TASK ITEM: Return every line from the records below with the string "StorageConfig".

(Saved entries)
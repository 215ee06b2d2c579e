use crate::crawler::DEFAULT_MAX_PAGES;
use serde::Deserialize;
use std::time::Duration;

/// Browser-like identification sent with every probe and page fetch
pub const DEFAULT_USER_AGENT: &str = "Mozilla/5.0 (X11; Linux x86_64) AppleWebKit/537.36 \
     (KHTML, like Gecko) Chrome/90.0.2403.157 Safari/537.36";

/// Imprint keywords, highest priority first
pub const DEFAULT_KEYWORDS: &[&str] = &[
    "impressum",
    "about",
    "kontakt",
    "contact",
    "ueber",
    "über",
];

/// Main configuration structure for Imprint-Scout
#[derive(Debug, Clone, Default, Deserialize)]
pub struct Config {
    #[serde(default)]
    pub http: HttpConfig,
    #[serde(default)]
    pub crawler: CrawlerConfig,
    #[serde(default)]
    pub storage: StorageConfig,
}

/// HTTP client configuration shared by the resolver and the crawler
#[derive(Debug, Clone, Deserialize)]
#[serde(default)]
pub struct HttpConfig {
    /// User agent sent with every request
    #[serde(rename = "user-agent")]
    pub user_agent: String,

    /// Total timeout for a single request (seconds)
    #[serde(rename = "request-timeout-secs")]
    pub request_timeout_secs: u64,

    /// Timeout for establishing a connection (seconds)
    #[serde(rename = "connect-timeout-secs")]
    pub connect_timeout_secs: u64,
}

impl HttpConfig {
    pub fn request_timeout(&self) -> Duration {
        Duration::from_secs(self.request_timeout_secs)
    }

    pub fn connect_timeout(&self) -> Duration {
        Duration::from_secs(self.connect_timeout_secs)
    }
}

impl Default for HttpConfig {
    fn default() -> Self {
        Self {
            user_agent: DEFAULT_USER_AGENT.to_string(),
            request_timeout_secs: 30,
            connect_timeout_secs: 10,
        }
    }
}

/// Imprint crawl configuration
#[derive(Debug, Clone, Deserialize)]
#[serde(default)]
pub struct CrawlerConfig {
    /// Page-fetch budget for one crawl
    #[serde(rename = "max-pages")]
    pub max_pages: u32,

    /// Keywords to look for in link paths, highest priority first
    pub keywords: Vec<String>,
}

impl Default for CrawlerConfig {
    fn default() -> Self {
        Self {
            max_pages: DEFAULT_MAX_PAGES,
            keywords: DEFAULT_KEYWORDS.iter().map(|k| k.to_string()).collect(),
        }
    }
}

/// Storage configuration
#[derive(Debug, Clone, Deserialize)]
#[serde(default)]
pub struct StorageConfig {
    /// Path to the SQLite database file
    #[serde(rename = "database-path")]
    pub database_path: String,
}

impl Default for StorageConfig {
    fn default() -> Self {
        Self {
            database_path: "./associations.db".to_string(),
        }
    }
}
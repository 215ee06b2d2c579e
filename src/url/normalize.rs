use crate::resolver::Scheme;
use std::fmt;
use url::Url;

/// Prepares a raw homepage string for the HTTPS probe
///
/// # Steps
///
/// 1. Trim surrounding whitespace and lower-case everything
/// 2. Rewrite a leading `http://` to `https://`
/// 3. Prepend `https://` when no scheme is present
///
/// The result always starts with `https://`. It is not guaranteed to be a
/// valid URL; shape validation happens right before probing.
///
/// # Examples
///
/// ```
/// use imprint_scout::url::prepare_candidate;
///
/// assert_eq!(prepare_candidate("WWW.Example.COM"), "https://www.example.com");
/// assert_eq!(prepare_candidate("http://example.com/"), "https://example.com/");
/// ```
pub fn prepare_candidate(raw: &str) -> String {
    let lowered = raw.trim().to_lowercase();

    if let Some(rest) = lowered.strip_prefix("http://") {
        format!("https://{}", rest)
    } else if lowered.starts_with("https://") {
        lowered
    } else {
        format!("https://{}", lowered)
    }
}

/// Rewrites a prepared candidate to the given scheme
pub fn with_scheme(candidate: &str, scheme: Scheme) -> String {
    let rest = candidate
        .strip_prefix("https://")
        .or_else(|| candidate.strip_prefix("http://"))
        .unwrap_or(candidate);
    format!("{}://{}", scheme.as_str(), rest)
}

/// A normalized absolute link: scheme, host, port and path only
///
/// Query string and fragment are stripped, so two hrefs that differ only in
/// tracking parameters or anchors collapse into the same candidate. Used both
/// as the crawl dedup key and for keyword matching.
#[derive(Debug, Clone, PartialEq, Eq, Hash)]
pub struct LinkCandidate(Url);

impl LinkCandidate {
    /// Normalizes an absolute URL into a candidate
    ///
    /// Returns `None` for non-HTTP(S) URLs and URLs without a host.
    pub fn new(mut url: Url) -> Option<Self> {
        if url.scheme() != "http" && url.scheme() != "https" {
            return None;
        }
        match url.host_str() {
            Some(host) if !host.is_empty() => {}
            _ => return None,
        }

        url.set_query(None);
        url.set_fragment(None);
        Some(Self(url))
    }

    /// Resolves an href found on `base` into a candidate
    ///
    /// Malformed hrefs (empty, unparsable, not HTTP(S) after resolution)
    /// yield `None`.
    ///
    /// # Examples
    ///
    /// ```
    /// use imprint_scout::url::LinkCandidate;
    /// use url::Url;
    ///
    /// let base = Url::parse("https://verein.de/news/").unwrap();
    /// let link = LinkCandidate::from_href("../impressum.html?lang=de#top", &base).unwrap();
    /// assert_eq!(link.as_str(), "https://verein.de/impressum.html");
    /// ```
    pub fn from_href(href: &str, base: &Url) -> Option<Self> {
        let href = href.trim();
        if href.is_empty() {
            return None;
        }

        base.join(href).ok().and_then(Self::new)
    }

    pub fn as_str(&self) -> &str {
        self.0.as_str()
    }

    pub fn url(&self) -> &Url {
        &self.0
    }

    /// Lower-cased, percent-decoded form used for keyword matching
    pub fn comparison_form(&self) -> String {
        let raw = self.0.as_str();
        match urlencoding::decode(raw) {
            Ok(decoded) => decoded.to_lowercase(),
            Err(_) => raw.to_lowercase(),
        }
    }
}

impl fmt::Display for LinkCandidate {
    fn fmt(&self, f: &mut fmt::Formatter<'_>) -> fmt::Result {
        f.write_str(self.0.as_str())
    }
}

* * *

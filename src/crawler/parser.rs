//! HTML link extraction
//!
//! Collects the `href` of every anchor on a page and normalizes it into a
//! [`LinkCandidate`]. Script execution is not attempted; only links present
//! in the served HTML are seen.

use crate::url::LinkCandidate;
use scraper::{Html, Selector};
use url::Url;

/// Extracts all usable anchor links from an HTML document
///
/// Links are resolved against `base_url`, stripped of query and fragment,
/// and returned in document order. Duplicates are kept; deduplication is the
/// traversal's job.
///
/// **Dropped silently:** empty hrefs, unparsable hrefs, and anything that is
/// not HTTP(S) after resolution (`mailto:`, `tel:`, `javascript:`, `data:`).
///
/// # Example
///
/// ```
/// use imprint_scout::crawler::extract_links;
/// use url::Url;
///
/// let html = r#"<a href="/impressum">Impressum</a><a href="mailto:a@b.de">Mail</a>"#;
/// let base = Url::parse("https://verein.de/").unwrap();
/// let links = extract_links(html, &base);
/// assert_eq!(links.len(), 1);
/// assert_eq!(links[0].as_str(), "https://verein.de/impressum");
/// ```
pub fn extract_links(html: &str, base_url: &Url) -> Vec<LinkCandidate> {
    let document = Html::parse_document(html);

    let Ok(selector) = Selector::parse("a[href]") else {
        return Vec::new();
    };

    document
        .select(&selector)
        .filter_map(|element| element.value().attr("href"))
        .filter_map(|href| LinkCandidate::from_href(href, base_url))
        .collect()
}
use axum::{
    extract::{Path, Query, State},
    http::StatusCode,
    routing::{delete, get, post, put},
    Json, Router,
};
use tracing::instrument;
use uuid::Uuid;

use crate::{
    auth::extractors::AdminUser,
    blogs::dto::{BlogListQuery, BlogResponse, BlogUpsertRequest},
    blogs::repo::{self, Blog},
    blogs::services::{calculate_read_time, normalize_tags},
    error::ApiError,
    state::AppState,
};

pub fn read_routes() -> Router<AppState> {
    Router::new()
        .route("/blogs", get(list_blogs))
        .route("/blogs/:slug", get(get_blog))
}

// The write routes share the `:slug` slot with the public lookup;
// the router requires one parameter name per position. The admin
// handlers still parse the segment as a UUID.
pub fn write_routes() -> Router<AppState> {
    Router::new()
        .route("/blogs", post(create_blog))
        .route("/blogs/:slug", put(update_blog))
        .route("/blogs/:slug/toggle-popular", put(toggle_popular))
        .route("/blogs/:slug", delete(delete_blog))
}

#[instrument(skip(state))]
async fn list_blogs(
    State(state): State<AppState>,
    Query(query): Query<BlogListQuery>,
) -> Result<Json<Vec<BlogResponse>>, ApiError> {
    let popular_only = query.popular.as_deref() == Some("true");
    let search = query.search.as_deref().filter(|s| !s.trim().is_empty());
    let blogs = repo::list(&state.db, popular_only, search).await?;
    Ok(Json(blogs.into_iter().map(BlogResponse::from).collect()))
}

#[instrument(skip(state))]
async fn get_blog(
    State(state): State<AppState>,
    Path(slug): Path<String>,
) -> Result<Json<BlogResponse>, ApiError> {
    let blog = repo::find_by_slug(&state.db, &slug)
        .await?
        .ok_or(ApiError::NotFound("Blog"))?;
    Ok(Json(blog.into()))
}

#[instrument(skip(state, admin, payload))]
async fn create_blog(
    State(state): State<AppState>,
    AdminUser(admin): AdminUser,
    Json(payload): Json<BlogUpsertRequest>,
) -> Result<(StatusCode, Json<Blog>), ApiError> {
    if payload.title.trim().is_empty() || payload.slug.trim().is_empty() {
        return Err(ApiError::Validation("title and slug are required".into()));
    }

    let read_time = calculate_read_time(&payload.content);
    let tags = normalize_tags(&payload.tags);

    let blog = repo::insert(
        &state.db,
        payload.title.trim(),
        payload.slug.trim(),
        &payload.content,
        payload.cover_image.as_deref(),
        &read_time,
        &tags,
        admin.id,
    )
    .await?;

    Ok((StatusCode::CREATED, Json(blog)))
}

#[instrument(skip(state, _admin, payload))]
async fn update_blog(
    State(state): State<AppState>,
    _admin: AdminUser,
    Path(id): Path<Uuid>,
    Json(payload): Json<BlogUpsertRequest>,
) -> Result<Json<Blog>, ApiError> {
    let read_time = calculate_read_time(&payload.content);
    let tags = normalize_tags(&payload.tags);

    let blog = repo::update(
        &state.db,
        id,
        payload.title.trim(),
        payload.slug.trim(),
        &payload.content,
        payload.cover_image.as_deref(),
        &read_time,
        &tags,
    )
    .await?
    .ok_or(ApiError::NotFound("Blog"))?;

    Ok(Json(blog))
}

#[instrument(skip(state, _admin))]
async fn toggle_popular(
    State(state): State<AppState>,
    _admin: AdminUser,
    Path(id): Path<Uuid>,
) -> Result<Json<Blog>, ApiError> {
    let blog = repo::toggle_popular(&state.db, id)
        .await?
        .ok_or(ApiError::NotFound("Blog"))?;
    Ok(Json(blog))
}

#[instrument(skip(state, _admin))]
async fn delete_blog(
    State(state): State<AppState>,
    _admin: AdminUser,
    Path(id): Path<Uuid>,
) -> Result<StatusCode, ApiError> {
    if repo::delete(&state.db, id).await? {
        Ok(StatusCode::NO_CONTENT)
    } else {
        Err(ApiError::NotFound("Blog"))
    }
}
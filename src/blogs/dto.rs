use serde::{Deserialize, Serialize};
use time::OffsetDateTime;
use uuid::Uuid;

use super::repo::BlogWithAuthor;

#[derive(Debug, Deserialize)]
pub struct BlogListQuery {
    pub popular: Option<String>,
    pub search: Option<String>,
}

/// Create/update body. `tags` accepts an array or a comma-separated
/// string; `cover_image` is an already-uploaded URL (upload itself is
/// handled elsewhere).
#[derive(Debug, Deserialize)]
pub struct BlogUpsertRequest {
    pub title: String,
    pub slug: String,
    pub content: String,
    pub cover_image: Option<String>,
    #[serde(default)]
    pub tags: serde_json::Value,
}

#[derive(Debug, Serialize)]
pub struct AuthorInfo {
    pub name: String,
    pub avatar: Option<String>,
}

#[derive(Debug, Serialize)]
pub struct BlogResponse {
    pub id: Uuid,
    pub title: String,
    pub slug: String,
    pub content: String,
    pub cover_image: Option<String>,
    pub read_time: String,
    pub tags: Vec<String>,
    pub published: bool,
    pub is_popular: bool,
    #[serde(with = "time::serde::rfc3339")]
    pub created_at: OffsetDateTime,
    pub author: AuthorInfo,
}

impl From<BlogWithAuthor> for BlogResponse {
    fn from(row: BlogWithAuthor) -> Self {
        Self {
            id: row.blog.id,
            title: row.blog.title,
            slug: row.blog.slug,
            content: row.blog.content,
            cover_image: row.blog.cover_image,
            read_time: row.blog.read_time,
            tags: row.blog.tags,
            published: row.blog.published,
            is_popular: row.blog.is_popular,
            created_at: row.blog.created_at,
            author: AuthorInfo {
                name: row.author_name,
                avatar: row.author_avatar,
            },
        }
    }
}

--

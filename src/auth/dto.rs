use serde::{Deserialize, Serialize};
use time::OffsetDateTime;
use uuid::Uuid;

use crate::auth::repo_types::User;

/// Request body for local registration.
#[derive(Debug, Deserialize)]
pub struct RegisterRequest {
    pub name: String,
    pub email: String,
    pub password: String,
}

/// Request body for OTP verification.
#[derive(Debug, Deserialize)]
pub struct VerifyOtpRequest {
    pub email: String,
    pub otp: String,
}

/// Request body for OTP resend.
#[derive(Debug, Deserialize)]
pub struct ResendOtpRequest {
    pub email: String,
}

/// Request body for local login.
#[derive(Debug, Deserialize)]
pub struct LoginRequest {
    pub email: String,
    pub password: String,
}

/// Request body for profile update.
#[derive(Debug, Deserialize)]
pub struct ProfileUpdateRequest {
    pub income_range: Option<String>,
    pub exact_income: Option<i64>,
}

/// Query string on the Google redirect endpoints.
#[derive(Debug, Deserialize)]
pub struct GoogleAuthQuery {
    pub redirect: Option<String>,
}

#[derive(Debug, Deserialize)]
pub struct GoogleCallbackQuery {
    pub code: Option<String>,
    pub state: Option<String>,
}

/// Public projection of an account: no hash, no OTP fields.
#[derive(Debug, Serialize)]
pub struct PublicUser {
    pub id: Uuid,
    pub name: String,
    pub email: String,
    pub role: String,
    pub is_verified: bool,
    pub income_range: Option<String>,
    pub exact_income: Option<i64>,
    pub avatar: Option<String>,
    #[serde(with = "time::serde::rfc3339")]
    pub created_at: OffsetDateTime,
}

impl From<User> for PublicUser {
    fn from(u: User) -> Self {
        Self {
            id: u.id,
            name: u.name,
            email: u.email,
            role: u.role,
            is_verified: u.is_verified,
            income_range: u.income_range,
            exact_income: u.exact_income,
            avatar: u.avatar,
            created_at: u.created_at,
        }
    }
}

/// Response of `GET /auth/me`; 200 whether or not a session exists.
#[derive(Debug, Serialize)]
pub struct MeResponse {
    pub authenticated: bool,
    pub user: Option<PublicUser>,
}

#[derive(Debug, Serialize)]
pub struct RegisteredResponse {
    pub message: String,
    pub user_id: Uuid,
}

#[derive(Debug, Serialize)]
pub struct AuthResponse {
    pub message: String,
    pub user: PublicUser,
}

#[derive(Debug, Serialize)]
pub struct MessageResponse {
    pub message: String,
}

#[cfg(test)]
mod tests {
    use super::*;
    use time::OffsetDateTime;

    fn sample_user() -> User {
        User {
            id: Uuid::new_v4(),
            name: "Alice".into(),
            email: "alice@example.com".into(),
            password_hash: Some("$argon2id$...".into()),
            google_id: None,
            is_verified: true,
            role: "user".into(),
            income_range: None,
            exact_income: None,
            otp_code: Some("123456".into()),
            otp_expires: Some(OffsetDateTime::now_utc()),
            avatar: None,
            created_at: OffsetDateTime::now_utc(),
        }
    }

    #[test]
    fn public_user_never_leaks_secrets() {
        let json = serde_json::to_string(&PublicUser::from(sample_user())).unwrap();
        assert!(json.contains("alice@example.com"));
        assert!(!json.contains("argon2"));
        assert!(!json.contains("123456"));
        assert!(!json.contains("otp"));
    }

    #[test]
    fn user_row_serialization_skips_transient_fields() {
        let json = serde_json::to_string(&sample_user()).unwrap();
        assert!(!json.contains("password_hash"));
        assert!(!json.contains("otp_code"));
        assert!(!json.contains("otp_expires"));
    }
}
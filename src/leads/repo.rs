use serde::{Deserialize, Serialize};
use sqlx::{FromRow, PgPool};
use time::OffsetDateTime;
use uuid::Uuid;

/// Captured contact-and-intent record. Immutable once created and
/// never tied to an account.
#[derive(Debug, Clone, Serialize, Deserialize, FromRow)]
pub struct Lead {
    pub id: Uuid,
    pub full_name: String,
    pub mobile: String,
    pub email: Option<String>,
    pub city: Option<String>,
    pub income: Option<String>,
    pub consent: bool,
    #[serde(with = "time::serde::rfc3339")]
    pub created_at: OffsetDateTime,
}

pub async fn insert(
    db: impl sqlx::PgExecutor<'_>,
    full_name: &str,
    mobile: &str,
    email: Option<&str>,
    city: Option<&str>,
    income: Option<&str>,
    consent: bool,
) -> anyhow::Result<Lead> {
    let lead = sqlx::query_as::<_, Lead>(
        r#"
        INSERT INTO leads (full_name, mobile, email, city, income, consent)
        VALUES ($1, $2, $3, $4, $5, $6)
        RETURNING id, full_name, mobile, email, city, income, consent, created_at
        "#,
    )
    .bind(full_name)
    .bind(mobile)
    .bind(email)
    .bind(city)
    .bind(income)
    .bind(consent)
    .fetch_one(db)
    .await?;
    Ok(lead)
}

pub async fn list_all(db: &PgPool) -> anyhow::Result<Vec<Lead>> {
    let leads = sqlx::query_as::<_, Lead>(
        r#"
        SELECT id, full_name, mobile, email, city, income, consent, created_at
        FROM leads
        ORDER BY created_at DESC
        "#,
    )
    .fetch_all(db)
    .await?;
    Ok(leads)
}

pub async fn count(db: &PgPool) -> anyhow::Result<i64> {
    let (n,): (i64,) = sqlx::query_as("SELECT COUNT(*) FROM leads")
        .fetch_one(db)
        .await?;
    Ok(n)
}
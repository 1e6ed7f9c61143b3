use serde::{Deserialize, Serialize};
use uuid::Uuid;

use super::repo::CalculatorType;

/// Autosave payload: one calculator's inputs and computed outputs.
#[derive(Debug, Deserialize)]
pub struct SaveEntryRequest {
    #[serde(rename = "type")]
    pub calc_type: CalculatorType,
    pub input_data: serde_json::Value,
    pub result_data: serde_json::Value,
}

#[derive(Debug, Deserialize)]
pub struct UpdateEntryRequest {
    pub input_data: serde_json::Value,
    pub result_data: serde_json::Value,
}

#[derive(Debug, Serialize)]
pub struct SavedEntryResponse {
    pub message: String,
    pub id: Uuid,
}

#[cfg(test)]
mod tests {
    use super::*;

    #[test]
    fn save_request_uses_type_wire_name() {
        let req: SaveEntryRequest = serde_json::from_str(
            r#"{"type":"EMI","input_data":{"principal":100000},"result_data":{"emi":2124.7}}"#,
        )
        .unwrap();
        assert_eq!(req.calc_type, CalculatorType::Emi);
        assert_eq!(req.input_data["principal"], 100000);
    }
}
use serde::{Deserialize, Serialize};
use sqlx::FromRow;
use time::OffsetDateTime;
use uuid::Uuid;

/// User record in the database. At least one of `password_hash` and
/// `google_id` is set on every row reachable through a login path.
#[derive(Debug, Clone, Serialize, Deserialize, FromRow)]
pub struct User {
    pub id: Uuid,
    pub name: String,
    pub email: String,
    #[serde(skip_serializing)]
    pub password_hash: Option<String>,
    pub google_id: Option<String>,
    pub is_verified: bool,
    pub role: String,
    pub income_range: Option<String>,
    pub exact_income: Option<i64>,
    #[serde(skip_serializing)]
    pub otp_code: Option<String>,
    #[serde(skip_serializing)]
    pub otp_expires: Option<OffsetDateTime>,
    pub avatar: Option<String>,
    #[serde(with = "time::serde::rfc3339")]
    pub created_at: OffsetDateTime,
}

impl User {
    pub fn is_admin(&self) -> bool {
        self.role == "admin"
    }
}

SOLUTION BELOW:
    pub storage: StorageConfig,
pub struct StorageConfig {
impl Default for StorageConfig {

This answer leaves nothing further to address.